Tulip Mania Tulip Mania (1634–1637), in which some single tulip bulbs allegedly sold for more than 10 times the annual income of a skilled
artisan, is often considered to be the first recorded
economic bubble.
Panic of 1907 In 1907 and in 1908, stock prices fell by nearly 50% due to a variety of factors, led by the manipulation of
copper stocks by the
Knickerbocker Trust Company. Shares of
United Copper rose gradually up to October, and thereafter crashed, leading to panic. Several investment trusts and banks that had invested their money in the stock market fell and started to close down. Further bank runs were prevented due to the intervention of
J. P. Morgan. The panic continued to 1908 and led to the formation of the
Federal Reserve in 1913.
Wall Street Crash of 1929 The economy grew for most of the
Roaring Twenties. It was a technological golden age, as innovations such as the radio, automobile, aviation, telephone, and the
electric power transmission grid were deployed and adopted. Companies that had pioneered these advances, including
Radio Corporation of America (RCA) and
General Motors, saw their stocks soar. Financial corporations also did well, as
Wall Street bankers
floated mutual fund companies (then known as
investment trusts) like the
Goldman Sachs Trading Corporation. Investors were infatuated with the returns available in the stock market, especially by the use of
leverage through
margin debt (i.e., borrowing money from your stockbroker to finance part of your purchase of stocks, using the bought securities as collateral). On August 24, 1921, the
Dow Jones Industrial Average (DJIA) was at 63.9. By September 3, 1929, it had risen more than sixfold to 381.2. It did not regain this level for another 25 years. By the summer of 1929, it was clear that the economy was contracting, and the stock market went through a series of unsettling price declines. These declines fed investor anxiety, and events came to a head on October 24, 28, and 29 (known respectively as
Black Thursday,
Black Monday, and
Black Tuesday). On Black Monday, the DJIA fell 38.33 points to 260, a drop of 12.8%. The deluge of selling overwhelmed the
ticker tape system that normally gave investors the current prices of their shares.

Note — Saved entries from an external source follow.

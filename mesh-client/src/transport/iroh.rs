//! IrohTransport - local-network P2P transport using iroh QUIC.
//!
//! Peers are found with mDNS. Each discovered peer is dialed on the presence
//! protocol, and the lifetime of presence connections defines "connected":
//! the first open connection to a peer reports it connected, the last one to
//! close reports it disconnected. Messages travel on separate connections,
//! one per message, using the topic's own protocol identifier.

use super::{
    ListenConfig, MeshStream, StartInfo, StreamHandler, TaskTracker, Transport, TransportError,
    TransportEvent, EVENT_CHANNEL_CAPACITY,
};
use ::iroh::discovery::mdns::{DiscoveryEvent, MdnsDiscovery};
use ::iroh::endpoint::Connection;
use ::iroh::protocol::{AcceptError, ProtocolHandler, Router};
use ::iroh::{Endpoint, EndpointId, RelayMode};
use async_trait::async_trait;
use futures_util::StreamExt;
use mesh_types::{PeerId, Topic, PRESENCE_PROTOCOL};
use std::collections::{HashMap, HashSet};
use std::net::{Ipv4Addr, SocketAddrV4};
use std::sync::atomic::{AtomicBool, Ordering};
use std::sync::{Arc, Mutex, MutexGuard, RwLock};
use std::time::Duration;
use tokio::sync::broadcast;
use tokio::task::JoinHandle;
use tokio::time::MissedTickBehavior;

type HandlerMap = Arc<RwLock<HashMap<Topic, StreamHandler>>>;

/// Transport over iroh QUIC with mDNS discovery.
///
/// # Example
///
/// ```ignore
/// let transport = IrohTransport::new();
/// let info = transport.start(&ListenConfig::new(identity)).await?;
/// println!("listening as {} on {:?}", info.local_id, info.listen_addresses);
/// ```
pub struct IrohTransport {
    events_tx: broadcast::Sender<TransportEvent>,
    handlers: HandlerMap,
    presence: Arc<Presence>,
    // Inbound handlers and presence dials, aborted on stop
    tasks: TaskTracker,
    running: tokio::sync::Mutex<Option<Running>>,
    is_running: AtomicBool,
}

/// Resources owned while started.
struct Running {
    endpoint: Endpoint,
    router: Router,
    tasks: Vec<JoinHandle<()>>,
    dial_timeout: Duration,
    info: StartInfo,
}

impl std::fmt::Debug for IrohTransport {
    fn fmt(&self, f: &mut std::fmt::Formatter<'_>) -> std::fmt::Result {
        f.debug_struct("IrohTransport")
            .field("running", &self.is_running.load(Ordering::Relaxed))
            .finish_non_exhaustive()
    }
}

impl Default for IrohTransport {
    fn default() -> Self {
        Self::new()
    }
}

impl IrohTransport {
    /// Create a stopped transport. Nothing is bound until `start()`.
    pub fn new() -> Self {
        let (events_tx, _) = broadcast::channel(EVENT_CHANNEL_CAPACITY);
        Self {
            presence: Arc::new(Presence::new(events_tx.clone())),
            events_tx,
            handlers: Arc::new(RwLock::new(HashMap::new())),
            tasks: TaskTracker::default(),
            running: tokio::sync::Mutex::new(None),
            is_running: AtomicBool::new(false),
        }
    }

    /// Parse a peer id into an iroh endpoint id.
    fn parse_peer(peer: &PeerId) -> Result<EndpointId, TransportError> {
        peer.as_str()
            .parse::<EndpointId>()
            .map_err(|e| TransportError::Dial {
                peer: peer.clone(),
                reason: format!("invalid endpoint id: {e}"),
            })
    }

    async fn endpoint_for_send(&self) -> Result<(Endpoint, Duration), TransportError> {
        let running = self.running.lock().await;
        let running = running.as_ref().ok_or(TransportError::NotRunning)?;
        Ok((running.endpoint.clone(), running.dial_timeout))
    }
}

#[async_trait]
impl Transport for IrohTransport {
    async fn start(&self, config: &ListenConfig) -> Result<StartInfo, TransportError> {
        let mut running = self.running.lock().await;
        if let Some(running) = running.as_ref() {
            return Ok(running.info.clone());
        }

        let endpoint = Endpoint::builder()
            .secret_key(config.identity.secret_key())
            .relay_mode(RelayMode::Disabled)
            .bind_addr_v4(SocketAddrV4::new(Ipv4Addr::UNSPECIFIED, config.port))
            .bind()
            .await
            .map_err(|e| TransportError::Start(format!("failed to bind endpoint: {e}")))?;

        let local_id = PeerId::new(endpoint.id().to_string());
        let generation = self.presence.reset(local_id.clone());

        let mut router = Router::builder(endpoint.clone()).accept(
            PRESENCE_PROTOCOL,
            PresenceProtocol {
                presence: Arc::clone(&self.presence),
            },
        );
        for topic in Topic::ALL {
            router = router.accept(
                topic.protocol_id().into_bytes(),
                TopicProtocol {
                    topic,
                    handlers: Arc::clone(&self.handlers),
                    tasks: self.tasks.clone(),
                },
            );
        }
        let router = router.spawn();

        let mut tasks = Vec::new();
        if config.discovery {
            let mdns = match MdnsDiscovery::builder().build(endpoint.id()) {
                Ok(mdns) => mdns,
                Err(e) => {
                    let _ = router.shutdown().await;
                    return Err(TransportError::Start(format!("mDNS unavailable: {e}")));
                }
            };
            endpoint.discovery().add(mdns.clone());

            let dialer = Dialer {
                endpoint: endpoint.clone(),
                presence: Arc::clone(&self.presence),
                dial_timeout: config.dial_timeout,
                generation,
                tasks: self.tasks.clone(),
            };
            tasks.push(tokio::spawn(discovery_loop(mdns, dialer.clone())));
            tasks.push(tokio::spawn(dial_loop(dialer, config.discovery_interval)));
        }

        let listen_addresses = endpoint
            .bound_sockets()
            .into_iter()
            .map(|addr| addr.to_string())
            .collect();
        let info = StartInfo {
            local_id,
            listen_addresses,
        };

        tracing::info!(
            id = %info.local_id,
            addresses = ?info.listen_addresses,
            discovery = config.discovery,
            "iroh transport listening"
        );

        *running = Some(Running {
            endpoint,
            router,
            tasks,
            dial_timeout: config.dial_timeout,
            info: info.clone(),
        });
        self.is_running.store(true, Ordering::Release);
        Ok(info)
    }

    async fn stop(&self) {
        let Some(running) = self.running.lock().await.take() else {
            return;
        };
        self.is_running.store(false, Ordering::Release);

        for task in &running.tasks {
            task.abort();
        }
        // Closes the endpoint and with it every connection
        if let Err(e) = running.router.shutdown().await {
            tracing::warn!(error = ?e, "router shutdown failed");
        }
        self.tasks.abort_all();
        self.presence.reset_stopped();
        tracing::info!(id = %running.info.local_id, "iroh transport stopped");
    }

    fn events(&self) -> broadcast::Receiver<TransportEvent> {
        self.events_tx.subscribe()
    }

    async fn open_stream(&self, peer: &PeerId, topic: Topic) -> Result<MeshStream, TransportError> {
        let (endpoint, dial_timeout) = self.endpoint_for_send().await?;
        if !self.presence.is_connected(peer) {
            return Err(TransportError::UnknownPeer(peer.clone()));
        }
        let target = Self::parse_peer(peer)?;
        let alpn = topic.protocol_id();

        let conn = tokio::time::timeout(dial_timeout, endpoint.connect(target, alpn.as_bytes()))
            .await
            .map_err(|_| TransportError::Timeout(dial_timeout))?
            .map_err(|e| TransportError::Dial {
                peer: peer.clone(),
                reason: e.to_string(),
            })?;

        let (send, recv) = conn
            .open_bi()
            .await
            .map_err(|e| TransportError::Stream(format!("failed to open stream: {e}")))?;

        Ok(MeshStream::new(send, recv).with_keepalive(conn))
    }

    fn register_handler(&self, topic: Topic, handler: StreamHandler) {
        self.handlers
            .write()
            .unwrap_or_else(|e| e.into_inner())
            .insert(topic, handler);
    }

    fn is_running(&self) -> bool {
        self.is_running.load(Ordering::Acquire)
    }
}

/// Accepts message connections for one topic.
#[derive(Clone)]
struct TopicProtocol {
    topic: Topic,
    handlers: HandlerMap,
    tasks: TaskTracker,
}

impl std::fmt::Debug for TopicProtocol {
    fn fmt(&self, f: &mut std::fmt::Formatter<'_>) -> std::fmt::Result {
        f.debug_struct("TopicProtocol")
            .field("topic", &self.topic)
            .finish()
    }
}

impl ProtocolHandler for TopicProtocol {
    async fn accept(&self, connection: Connection) -> Result<(), AcceptError> {
        let peer = PeerId::new(connection.remote_id().to_string());

        // The sender closes the connection once its message is acknowledged
        while let Ok((send, recv)) = connection.accept_bi().await {
            let handler = self
                .handlers
                .read()
                .unwrap_or_else(|e| e.into_inner())
                .get(&self.topic)
                .cloned();
            let Some(handler) = handler else {
                tracing::warn!(topic = %self.topic, peer = %peer.short(), "no handler registered, dropping stream");
                connection.close(1u32.into(), b"no handler");
                break;
            };
            let stream = MeshStream::new(send, recv).with_keepalive(connection.clone());
            self.tasks.spawn(handler(stream, peer.clone()));
        }
        Ok(())
    }
}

Telephone lines and telegraphs were clogged and were unable to cope. This information vacuum only led to more fear and panic. The technology of the New Era, previously much celebrated by investors, now deepened their suffering. The following day, Black Tuesday, was a day of chaos. Forced to liquidate their stocks because of
margin calls, overextended investors flooded the exchange with sell orders. The Dow fell 30.57 points to close at 230.07 on that day. The glamour stocks of the age saw their values plummet. Across the two days, the DJIA fell 23%. By the end of the weekend of November 11, 1929, the index stood at 228, a cumulative drop of 40% from the September high. The markets rallied in succeeding months, but it was a temporary recovery that led unsuspecting investors into further losses. The DJIA lost 89% of its value before finally bottoming out in July 1932. The crash was followed by the
Great Depression, the worst
economic crisis of modern times, which plagued the stock market and Wall Street throughout the 1930s.
October 19, 1987 (19 July 1987 through 19 January 1988) The mid-1980s were a time of strong economic optimism. From August 1982 to its peak in August 1987, the
Dow Jones Industrial Average (DJIA) rose from 776 to 2722. The rise in market indices for the 19 largest markets in the world averaged 296% during this period. The average number of shares traded on the
New York Stock Exchange rose from 65 million shares to 181 million shares. The crash on October 19, 1987,
Black Monday, was the climactic culmination of a market decline that had begun five days before on October 14. The DJIA fell 3.81% on October 14, followed by another 4.60% drop on Friday, October 16. On Black Monday, the DJIA plummeted 508 points, losing 22.6% of its value in one day. The
S&P 500 Index dropped 20.4%, falling from 282.7 to 225.06. The
NASDAQ Composite lost only 11.3%, not because of restraint on the part of sellers, but because the
NASDAQ market system failed. Deluged with sell orders, many stocks on the NYSE faced
trading halts and delays. Of the 2,257 NYSE-listed stocks, there were 195 trading delays and halts during the day. The NASDAQ market fared much worse. Because of its reliance on a "market making" system that allowed
market makers to withdraw from trading, liquidity in NASDAQ stocks dried up. Trading in many stocks encountered a pathological condition where the
bid price for a stock exceeded the
ask price. These "locked" conditions severely curtailed trading. On October 19, trading in
Microsoft shares on the NASDAQ lasted a total of 54 minutes. The crash was the greatest single-day loss that Wall Street had ever suffered in continuous trading up to that point. Between the start of trading on October 14 to the close on October 19, the DJIA lost 760 points, a decline of over 31%. In October 1987, all major world markets crashed or declined substantially. The
FTSE 100 Index lost 10.8% on that Monday and a further 12.2% the following day. The least affected was Austria (a fall of 11.4%) while the most affected was Hong Kong with a drop of 45.8%. Out of 23 major industrial countries, 19 had a decline greater than 20%. Despite fears of a repeat of the
Great Depression, the market rallied immediately after the crash, posting a record one-day gain of 102.27 the very next day and 186.64 points on Thursday, October 22. It took only two years for the Dow to recover completely; by September 1989, the market had regained all of the value it had lost in the 1987 crash. The DJIA gained 0.6% during calendar year 1987. No definitive conclusions have been reached on the reasons behind the 1987 Crash. Stocks had been in a multi-year bull run and market
price–earnings ratios in the U.S. were above the post-war average. The
S&P 500 was trading at 23 times earnings, a postwar high and well above the average of 14.5 times earnings.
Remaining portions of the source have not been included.